Find all lines in the records that include the word "StoreRecord", and copy them out.

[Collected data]
= Beginning of Section =

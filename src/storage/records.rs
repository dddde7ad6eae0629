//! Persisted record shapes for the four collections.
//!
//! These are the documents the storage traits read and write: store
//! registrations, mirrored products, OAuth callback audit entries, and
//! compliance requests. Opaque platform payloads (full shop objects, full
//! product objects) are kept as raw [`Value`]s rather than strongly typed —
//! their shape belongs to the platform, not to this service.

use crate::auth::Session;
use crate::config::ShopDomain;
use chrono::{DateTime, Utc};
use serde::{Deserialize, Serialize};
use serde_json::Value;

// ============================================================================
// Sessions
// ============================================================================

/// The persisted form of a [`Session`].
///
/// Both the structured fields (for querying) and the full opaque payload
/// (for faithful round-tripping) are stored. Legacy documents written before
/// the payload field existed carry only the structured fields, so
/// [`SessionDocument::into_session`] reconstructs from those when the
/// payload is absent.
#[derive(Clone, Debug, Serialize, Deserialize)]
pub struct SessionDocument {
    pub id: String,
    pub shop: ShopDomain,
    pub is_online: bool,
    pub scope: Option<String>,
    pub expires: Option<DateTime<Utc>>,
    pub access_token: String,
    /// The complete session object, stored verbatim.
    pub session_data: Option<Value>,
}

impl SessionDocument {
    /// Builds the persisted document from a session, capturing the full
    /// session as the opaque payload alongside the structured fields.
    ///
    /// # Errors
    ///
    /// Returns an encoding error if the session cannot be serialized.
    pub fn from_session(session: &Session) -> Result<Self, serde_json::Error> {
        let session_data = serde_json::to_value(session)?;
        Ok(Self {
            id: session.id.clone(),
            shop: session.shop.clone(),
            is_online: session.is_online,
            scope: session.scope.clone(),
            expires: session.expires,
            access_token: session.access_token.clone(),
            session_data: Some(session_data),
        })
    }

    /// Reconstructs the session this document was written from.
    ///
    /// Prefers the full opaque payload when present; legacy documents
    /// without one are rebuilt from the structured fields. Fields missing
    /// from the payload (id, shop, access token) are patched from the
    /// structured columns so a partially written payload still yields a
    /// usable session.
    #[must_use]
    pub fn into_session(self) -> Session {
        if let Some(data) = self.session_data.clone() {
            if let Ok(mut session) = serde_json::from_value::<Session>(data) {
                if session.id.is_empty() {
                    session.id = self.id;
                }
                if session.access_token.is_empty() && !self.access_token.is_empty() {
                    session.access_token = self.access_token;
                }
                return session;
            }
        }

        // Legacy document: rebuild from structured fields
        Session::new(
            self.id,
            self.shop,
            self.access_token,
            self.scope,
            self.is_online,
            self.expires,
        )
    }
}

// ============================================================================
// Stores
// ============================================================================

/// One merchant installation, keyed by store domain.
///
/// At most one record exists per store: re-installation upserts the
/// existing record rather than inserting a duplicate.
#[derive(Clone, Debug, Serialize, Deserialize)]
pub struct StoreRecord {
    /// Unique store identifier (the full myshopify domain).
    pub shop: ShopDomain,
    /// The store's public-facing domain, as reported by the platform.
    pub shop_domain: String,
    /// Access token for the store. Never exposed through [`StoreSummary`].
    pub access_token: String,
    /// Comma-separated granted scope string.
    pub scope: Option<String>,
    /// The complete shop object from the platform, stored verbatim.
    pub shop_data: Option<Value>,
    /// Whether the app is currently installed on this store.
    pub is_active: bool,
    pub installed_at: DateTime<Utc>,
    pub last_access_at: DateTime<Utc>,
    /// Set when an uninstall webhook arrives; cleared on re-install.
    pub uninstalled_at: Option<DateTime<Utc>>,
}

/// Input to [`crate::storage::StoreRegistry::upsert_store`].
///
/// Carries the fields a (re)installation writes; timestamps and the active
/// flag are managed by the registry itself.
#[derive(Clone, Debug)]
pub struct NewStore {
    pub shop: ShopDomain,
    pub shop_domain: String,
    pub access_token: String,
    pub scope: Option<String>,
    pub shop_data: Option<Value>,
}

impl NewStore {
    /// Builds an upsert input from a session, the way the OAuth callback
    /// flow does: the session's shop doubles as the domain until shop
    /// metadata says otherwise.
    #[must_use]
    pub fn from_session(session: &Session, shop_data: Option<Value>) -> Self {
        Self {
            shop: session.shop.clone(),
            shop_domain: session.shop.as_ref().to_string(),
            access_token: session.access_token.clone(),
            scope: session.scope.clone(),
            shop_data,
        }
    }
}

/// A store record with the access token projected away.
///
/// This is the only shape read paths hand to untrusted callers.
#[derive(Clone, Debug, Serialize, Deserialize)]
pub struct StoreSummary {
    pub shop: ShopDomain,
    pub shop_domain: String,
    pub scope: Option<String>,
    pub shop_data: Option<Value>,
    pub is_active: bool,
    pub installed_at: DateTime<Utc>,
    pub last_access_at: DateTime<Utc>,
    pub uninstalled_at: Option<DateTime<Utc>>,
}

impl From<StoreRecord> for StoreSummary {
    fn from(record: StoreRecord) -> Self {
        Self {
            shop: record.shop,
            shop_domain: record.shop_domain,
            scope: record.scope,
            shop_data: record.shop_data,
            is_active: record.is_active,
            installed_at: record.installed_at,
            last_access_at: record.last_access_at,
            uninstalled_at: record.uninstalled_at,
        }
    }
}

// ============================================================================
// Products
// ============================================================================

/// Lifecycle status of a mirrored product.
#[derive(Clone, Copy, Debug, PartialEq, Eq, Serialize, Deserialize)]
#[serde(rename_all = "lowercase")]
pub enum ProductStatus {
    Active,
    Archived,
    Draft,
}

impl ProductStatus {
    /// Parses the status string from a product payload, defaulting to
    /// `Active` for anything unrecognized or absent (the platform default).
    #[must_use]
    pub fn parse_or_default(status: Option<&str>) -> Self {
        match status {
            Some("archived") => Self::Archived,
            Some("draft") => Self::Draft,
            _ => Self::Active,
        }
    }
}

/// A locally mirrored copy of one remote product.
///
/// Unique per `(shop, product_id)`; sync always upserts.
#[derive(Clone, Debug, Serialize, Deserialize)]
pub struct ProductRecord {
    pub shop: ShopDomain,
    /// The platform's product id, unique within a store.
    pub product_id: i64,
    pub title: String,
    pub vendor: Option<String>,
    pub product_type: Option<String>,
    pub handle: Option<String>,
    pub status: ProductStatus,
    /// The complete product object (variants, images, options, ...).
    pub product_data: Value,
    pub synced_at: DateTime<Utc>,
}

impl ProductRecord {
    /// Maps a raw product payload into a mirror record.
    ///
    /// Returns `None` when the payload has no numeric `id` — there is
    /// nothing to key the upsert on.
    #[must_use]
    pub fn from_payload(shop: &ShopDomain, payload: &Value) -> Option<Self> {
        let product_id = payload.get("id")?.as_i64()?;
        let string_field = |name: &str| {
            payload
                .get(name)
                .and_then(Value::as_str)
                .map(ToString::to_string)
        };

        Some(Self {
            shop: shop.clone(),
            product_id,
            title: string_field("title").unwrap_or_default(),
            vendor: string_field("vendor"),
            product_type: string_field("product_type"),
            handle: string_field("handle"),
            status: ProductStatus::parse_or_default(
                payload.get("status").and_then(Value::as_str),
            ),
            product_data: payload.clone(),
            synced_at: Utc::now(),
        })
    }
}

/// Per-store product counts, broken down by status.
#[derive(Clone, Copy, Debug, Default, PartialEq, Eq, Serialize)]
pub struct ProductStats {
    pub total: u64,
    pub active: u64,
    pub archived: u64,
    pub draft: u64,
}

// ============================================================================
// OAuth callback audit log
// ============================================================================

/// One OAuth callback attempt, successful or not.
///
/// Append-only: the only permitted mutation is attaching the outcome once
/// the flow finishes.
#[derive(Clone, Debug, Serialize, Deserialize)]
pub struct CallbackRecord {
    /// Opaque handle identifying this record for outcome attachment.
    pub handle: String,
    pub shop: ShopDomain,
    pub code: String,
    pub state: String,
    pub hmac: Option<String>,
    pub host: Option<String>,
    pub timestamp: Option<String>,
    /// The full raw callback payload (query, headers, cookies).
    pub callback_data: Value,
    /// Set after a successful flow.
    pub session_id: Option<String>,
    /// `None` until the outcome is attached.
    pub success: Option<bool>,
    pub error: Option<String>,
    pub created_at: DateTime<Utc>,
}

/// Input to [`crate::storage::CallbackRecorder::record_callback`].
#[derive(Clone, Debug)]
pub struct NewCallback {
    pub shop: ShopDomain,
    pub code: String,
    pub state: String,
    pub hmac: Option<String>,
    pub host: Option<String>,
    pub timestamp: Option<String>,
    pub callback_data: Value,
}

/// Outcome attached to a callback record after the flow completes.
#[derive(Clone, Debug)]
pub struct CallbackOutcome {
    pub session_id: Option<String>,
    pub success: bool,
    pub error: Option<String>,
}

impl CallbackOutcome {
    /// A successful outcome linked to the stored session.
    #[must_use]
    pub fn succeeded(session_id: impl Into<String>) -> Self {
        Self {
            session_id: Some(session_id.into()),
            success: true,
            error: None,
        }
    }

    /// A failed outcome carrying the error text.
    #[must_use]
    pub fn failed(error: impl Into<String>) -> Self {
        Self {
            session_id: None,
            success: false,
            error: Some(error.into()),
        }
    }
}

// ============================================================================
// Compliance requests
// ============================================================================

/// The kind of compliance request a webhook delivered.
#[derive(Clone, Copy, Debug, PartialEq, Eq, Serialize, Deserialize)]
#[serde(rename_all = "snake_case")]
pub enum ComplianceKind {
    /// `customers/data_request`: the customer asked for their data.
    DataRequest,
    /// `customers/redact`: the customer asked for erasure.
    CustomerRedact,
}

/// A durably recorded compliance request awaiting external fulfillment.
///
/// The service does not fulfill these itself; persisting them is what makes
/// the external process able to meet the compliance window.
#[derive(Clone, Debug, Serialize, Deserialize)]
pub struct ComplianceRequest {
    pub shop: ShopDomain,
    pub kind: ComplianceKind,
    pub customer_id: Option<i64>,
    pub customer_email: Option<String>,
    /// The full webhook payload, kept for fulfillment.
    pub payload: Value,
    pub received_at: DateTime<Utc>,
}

= End of Section =
= Beginning of Section =

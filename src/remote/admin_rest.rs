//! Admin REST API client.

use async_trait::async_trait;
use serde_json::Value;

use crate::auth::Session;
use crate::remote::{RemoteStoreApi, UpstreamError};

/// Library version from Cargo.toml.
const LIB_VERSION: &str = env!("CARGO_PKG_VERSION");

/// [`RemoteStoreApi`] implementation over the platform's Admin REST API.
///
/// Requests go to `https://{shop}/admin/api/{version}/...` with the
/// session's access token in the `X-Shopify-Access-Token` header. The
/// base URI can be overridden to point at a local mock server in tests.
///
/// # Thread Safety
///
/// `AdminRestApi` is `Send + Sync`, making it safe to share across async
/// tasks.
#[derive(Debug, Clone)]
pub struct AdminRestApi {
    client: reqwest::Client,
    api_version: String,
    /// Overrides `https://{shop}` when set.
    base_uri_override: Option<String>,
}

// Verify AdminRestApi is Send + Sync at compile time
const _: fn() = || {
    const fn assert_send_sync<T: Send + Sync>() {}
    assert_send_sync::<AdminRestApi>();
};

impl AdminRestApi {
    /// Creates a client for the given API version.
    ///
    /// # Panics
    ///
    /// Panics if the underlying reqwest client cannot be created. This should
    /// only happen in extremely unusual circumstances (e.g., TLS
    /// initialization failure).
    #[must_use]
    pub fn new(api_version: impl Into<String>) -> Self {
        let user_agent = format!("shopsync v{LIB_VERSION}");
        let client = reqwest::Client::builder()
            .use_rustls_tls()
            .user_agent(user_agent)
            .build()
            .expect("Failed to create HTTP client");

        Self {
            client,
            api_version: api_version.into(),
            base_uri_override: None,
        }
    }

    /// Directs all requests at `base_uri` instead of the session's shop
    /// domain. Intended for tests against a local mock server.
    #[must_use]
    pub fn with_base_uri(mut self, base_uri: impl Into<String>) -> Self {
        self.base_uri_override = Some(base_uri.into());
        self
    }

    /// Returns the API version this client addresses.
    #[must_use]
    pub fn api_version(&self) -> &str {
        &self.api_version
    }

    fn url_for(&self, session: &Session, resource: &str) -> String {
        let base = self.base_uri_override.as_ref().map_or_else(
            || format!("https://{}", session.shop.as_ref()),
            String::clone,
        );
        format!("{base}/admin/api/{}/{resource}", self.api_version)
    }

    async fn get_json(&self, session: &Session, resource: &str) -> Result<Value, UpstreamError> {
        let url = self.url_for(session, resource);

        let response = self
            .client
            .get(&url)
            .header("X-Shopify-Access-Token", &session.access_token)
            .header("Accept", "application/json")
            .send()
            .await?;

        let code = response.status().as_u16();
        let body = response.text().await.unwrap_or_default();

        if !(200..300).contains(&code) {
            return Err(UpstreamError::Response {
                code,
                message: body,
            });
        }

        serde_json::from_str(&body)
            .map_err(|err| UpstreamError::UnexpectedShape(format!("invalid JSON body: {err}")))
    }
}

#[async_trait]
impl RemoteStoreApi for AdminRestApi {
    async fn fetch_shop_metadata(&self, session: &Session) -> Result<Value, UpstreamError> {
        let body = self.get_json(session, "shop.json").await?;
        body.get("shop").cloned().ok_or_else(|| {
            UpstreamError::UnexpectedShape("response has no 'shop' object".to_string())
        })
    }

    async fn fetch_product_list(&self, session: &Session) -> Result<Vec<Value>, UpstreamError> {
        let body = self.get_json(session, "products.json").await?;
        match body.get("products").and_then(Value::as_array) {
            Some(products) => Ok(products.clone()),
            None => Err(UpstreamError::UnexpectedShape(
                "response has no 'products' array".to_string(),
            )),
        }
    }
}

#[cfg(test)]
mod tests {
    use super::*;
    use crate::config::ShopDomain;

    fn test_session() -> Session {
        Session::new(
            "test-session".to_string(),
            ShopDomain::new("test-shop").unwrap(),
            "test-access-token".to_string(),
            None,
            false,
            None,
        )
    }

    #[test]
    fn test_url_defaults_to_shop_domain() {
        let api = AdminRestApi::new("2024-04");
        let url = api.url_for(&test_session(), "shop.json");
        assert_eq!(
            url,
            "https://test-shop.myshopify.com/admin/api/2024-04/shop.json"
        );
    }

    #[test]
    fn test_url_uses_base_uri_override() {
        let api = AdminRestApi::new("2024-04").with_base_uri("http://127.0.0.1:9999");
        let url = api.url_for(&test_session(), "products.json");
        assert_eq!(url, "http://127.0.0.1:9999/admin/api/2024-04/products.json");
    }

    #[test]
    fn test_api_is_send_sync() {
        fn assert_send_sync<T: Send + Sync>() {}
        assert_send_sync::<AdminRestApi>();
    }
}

= End of Section =

Exercise response:
pub struct StoreRecord {
impl From<StoreRecord> for StoreSummary {
    fn from(record: StoreRecord) -> Self {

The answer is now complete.